------ RECORDS

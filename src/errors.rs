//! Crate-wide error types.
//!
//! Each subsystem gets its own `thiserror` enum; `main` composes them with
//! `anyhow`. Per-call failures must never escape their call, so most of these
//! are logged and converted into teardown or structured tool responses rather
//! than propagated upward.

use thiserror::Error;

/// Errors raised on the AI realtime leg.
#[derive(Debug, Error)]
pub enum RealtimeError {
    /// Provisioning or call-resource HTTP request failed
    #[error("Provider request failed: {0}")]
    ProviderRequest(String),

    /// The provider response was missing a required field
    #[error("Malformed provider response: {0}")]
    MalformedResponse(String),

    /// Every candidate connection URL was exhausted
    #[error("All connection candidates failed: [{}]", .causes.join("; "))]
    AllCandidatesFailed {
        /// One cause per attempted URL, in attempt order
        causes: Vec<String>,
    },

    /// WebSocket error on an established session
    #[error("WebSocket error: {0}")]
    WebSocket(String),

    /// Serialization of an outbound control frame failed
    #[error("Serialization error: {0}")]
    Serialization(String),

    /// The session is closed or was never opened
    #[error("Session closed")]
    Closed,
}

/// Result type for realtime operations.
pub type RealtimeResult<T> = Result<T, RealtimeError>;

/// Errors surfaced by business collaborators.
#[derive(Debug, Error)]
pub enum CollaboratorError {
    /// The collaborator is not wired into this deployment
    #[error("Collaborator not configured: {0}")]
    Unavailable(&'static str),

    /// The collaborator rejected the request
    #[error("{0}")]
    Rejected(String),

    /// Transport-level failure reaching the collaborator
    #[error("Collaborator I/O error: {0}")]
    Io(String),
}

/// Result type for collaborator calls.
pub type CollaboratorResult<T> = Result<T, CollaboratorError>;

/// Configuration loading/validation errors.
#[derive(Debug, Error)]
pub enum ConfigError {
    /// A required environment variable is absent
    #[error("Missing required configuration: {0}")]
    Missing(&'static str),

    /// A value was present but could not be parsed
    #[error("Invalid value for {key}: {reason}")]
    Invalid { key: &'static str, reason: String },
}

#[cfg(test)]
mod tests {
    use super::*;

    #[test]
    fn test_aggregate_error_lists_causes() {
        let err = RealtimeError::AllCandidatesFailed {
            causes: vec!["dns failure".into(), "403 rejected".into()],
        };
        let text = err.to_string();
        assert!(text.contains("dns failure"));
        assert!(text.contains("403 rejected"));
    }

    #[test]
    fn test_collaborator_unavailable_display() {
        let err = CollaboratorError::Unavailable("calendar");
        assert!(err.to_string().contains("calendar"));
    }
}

------------
------ RECORDS

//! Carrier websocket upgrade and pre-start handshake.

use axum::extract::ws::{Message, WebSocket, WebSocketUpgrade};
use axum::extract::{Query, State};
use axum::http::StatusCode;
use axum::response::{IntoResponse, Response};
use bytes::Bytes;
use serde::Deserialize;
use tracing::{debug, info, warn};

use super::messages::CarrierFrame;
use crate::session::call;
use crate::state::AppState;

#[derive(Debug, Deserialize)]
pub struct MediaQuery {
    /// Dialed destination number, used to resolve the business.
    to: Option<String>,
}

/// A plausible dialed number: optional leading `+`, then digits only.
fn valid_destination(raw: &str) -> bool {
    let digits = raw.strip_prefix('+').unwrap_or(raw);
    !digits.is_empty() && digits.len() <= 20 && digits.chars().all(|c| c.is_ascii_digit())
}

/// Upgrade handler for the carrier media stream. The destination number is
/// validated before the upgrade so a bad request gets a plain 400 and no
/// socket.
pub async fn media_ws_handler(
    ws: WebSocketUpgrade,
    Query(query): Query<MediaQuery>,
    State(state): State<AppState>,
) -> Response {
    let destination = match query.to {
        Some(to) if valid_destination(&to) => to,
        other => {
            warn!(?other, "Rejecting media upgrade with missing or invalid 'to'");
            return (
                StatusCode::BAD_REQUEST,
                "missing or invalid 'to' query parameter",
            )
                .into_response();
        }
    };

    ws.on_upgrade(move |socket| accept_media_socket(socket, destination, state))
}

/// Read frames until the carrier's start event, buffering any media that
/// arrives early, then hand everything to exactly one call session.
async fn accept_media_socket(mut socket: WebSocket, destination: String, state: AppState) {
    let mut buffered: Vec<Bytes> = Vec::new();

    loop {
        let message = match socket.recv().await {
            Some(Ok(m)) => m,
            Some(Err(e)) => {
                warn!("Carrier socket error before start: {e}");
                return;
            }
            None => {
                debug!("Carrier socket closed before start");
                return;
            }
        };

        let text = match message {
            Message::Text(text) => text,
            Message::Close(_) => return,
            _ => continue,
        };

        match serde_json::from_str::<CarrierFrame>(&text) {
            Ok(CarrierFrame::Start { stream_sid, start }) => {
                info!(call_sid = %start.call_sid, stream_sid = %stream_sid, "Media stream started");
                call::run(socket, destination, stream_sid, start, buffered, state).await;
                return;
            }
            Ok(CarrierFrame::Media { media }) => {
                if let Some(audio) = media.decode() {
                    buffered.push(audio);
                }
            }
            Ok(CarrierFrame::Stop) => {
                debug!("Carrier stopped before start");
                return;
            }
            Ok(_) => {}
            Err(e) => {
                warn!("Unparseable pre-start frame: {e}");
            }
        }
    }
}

------------

§ TO DO: Pull every line containing "await" from the entries above and copy it.

§ YOUR SOLUTION:
        let message = match socket.recv().await {
                call::run(socket, destination, stream_sid, start, buffered, state).await;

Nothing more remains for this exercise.